A Novel idea? Apply Basic Financial Literacy Concepts to Paying for College
John Hupalo
Experienced Expert on Paying for College. Founder: Invite Education & MyCollegeCorner.com
Mission control, we have a problem. Why does it seem that too few families apply even the most basic financial concepts when planning to pay for college – one of the biggest purchases they will ever make?
There is no ubiquitous answer. The plan to pay for college is unique to each family, just as each has its own earning and asset profile –not to mention differing levels of financial sophistication. The process is unfamiliar, jargon-laden and heavily influenced by politics. But that doesn’t mean financial illiteracy should be the result.
Instead, financial literacy experts can use the process of planning to pay for college as an opportunity for a lifelong learning exercise in financial literacy for all family members, whether adults or children.
How?
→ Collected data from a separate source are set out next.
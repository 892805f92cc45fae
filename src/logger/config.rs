/// Logger configuration derived from command-line flags
///
/// Recognized flags:
/// - `--debug-<tag>`   enable DEBUG output for one tag (e.g. `--debug-metadata`)
/// - `--verbose`       enable VERBOSE output for every tag
/// - `--verbose-<tag>` enable VERBOSE output for one tag
/// - `--quiet`         only show warnings and errors
use super::levels::LogLevel;
use super::tags::LogTag;
use crate::arguments::get_cmd_args;
use once_cell::sync::Lazy;
use parking_lot::RwLock;
use std::collections::HashSet;

#[derive(Debug, Clone)]
pub struct LoggerConfig {
    /// Threshold for Error/Warning/Info messages
    pub min_level: LogLevel,
    /// Set by `--verbose`: every tag emits DEBUG and VERBOSE output
    pub verbose_all: bool,
    pub debug_tags: HashSet<String>,
    pub verbose_tags: HashSet<String>,
    /// Empty set means every tag is enabled
    pub enabled_tags: HashSet<String>,
}

impl Default for LoggerConfig {
    fn default() -> Self {
        Self {
            min_level: LogLevel::Info,
            verbose_all: false,
            debug_tags: HashSet::new(),
            verbose_tags: HashSet::new(),
            enabled_tags: HashSet::new(),
        }
    }
}

static LOGGER_CONFIG: Lazy<RwLock<LoggerConfig>> =
    Lazy::new(|| RwLock::new(LoggerConfig::default()));

pub fn get_logger_config() -> LoggerConfig {
    LOGGER_CONFIG.read().clone()
}

pub fn set_logger_config(config: LoggerConfig) {
    *LOGGER_CONFIG.write() = config;
}

/// Build a logger configuration from an argument list
pub fn config_from_args(args: &[String]) -> LoggerConfig {
    let mut config = LoggerConfig::default();

    for arg in args {
        if arg == "--verbose" {
            config.verbose_all = true;
        } else if arg == "--quiet" {
            config.min_level = LogLevel::Warning;
        } else if let Some(tag) = arg.strip_prefix("--debug-") {
            config.debug_tags.insert(tag.to_lowercase());
        } else if let Some(tag) = arg.strip_prefix("--verbose-") {
            config.verbose_tags.insert(tag.to_lowercase());
        }
    }

    config
}

/// Initialize the global logger configuration from process arguments
pub fn init_from_args() {
    set_logger_config(config_from_args(&get_cmd_args()));
}

pub fn is_debug_enabled_for_tag(config: &LoggerConfig, tag: &LogTag) -> bool {
    if config.verbose_all {
        return true;
    }
    let key = tag.to_debug_key();
    config.debug_tags.contains(&key) || config.verbose_tags.contains(&key)
}

pub fn is_verbose_enabled_for_tag(config: &LoggerConfig, tag: &LogTag) -> bool {
    config.verbose_all || config.verbose_tags.contains(&tag.to_debug_key())
}

#[cfg(test)]
mod tests {
    use super::*;

    fn args(list: &[&str]) -> Vec<String> {
        list.iter().map(|s| s.to_string()).collect()
    }

    #[test]
    fn test_debug_flags_enable_tags() {
        let config = config_from_args(&args(&["launchwatch", "--debug-metadata"]));
        assert!(is_debug_enabled_for_tag(&config, &LogTag::Metadata));
        assert!(!is_debug_enabled_for_tag(&config, &LogTag::Rpc));
        assert!(!is_verbose_enabled_for_tag(&config, &LogTag::Metadata));
        assert_eq!(config.min_level, LogLevel::Info);
    }

    #[test]
    fn test_quiet_raises_threshold() {
        let config = config_from_args(&args(&["launchwatch", "--quiet"]));
        assert_eq!(config.min_level, LogLevel::Warning);
        assert!(config.debug_tags.is_empty());
    }
}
First, let’s take a quick look at current financial literacy standards and then compare them to the realities of planning and paying for college to show opportunities for improvement.
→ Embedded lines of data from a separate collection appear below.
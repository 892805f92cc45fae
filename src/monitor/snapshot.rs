/// Latest known-good token snapshot
///
/// A single slot holding the most recently accepted `TokenEvent`. Readers
/// clone the `Arc`; writers decide and swap under one write lock.
use parking_lot::RwLock;
use std::sync::Arc;

use crate::tokens::TokenEvent;

/// Publication rule:
/// - nothing published yet: accept
/// - verified candidate over unverified snapshot: accept
/// - same verification status: accept when not older
/// - unverified candidate over verified snapshot: reject
pub fn should_replace(current: Option<&TokenEvent>, candidate: &TokenEvent) -> bool {
    let Some(current) = current else {
        return true;
    };

    match (candidate.launchpad_verified, current.launchpad_verified) {
        (true, false) => true,
        (false, true) => false,
        _ => candidate.block_time >= current.block_time,
    }
}

#[derive(Default)]
pub struct LatestSnapshot {
    slot: RwLock<Option<Arc<TokenEvent>>>,
}

impl LatestSnapshot {
    pub fn new() -> Self {
        Self::default()
    }

    pub fn get(&self) -> Option<Arc<TokenEvent>> {
        self.slot.read().clone()
    }

    /// Publish `candidate` if the rule allows it; returns whether it was published
    pub fn offer(&self, candidate: Arc<TokenEvent>) -> bool {
        let mut slot = self.slot.write();
        if should_replace(slot.as_deref(), &candidate) {
            *slot = Some(candidate);
            true
        } else {
            false
        }
    }
}
//! Zobrist hashing for board layouts.
//!
//! Provides incrementally-updatable 64-bit hashes used to recognise a board
//! configuration that has been seen before. Keys depend only on the board
//! size, so two boards of the same size and contents always hash equally.

use std::collections::HashMap;
use std::sync::Arc;

use once_cell::sync::Lazy;
use parking_lot::Mutex;
use rand::prelude::*;

use crate::board::{Coord, PieceKind};

const ZOBRIST_SEED: u64 = 1234567890;

pub(crate) struct ZobristKeys {
    size: usize,
    // piece_keys[square_index][kind_index], placeholders hash to nothing
    piece_keys: Vec<[u64; 6]>,
}

impl ZobristKeys {
    fn new(size: usize) -> Self {
        let mut rng = StdRng::seed_from_u64(ZOBRIST_SEED ^ size as u64);
        let piece_keys = (0..size * size)
            .map(|_| {
                let mut keys = [0u64; 6];
                for key in &mut keys {
                    *key = rng.gen();
                }
                keys
            })
            .collect();
        ZobristKeys { size, piece_keys }
    }

    /// Shared keys for boards of side `size`.
    pub(crate) fn for_size(size: usize) -> Arc<ZobristKeys> {
        KEY_CACHE
            .lock()
            .entry(size)
            .or_insert_with(|| Arc::new(ZobristKeys::new(size)))
            .clone()
    }

    #[inline]
    pub(crate) fn piece_key(&self, coord: Coord, kind: PieceKind) -> u64 {
        if kind.is_empty() {
            return 0;
        }
        self.piece_keys[coord.index(self.size)][kind.index()]
    }
}

static KEY_CACHE: Lazy<Mutex<HashMap<usize, Arc<ZobristKeys>>>> =
    Lazy::new(|| Mutex::new(HashMap::new()));

#[cfg(test)]
mod tests {
    use super::*;

    #[test]
    fn test_keys_are_shared_per_size() {
        let a = ZobristKeys::for_size(6);
        let b = ZobristKeys::for_size(6);
        assert!(Arc::ptr_eq(&a, &b));
    }

    #[test]
    fn test_empty_contributes_nothing() {
        let keys = ZobristKeys::for_size(4);
        assert_eq!(keys.piece_key(Coord::new(1, 1), PieceKind::Empty), 0);
        assert_ne!(keys.piece_key(Coord::new(1, 1), PieceKind::Queen), 0);
    }

    #[test]
    fn test_kinds_hash_differently() {
        let keys = ZobristKeys::for_size(4);
        let c = Coord::new(2, 3);
        assert_ne!(
            keys.piece_key(c, PieceKind::Queen),
            keys.piece_key(c, PieceKind::Rook)
        );
    }
}
//! Core board types.
//!
//! - `Coord` - explicit (row, column) key used for every lookup
//! - `ThreatPattern` and `Reach` - geometric threat rules
//! - `PieceKind` and `Piece` - kinds and positioned pieces with threat sets

mod coord;
mod pattern;
mod piece;

pub use coord::Coord;
pub use pattern::{Reach, ThreatPattern, ThreatSquares};
pub use piece::{Piece, PieceKind};
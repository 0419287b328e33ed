//! Board module tests.
//!
//! - `threats.rs` - pattern enumeration against the geometric predicate
//! - `add_remove.rs` - add/remove correctness and threat bookkeeping
//! - `proptest.rs` - property-based tests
Financial Literacy Standards
Much financial and intellectual capital has been spent creating standards for financial literacy. None more practical than those created by an impressive cross-section of experts under the leadership of the Council for Economic Education. Their report “Financial Standards for Financial Literacy” notes that decision making is at the heart of economics (direct quotes from the report are italicized). The decision-making skill is divided into three steps:
· Planning and Goal Setting
· Making Decisions
· Assessing Outcomes
The report also provides grade-based benchmarks for each of the following six standards. Note that each involves making decisions and choices – the heart of economic choice.
1. Earning Income: The decision to undertake an activity that increases income or job opportunities is affected by the expected benefits and costs of such an activity.
2. Buying Goods and Services: People can improve their economic well-being by making informed spending decisions, which entails collecting information, planning and budgeting.
3. Saving: People make different choices about how they save and how much they save.
4. Using Credit: People choose among different credit options that have different costs. Lenders approve or deny applications for loans based on an evaluation of the borrower’s past credit history and expected ability to pay in the future.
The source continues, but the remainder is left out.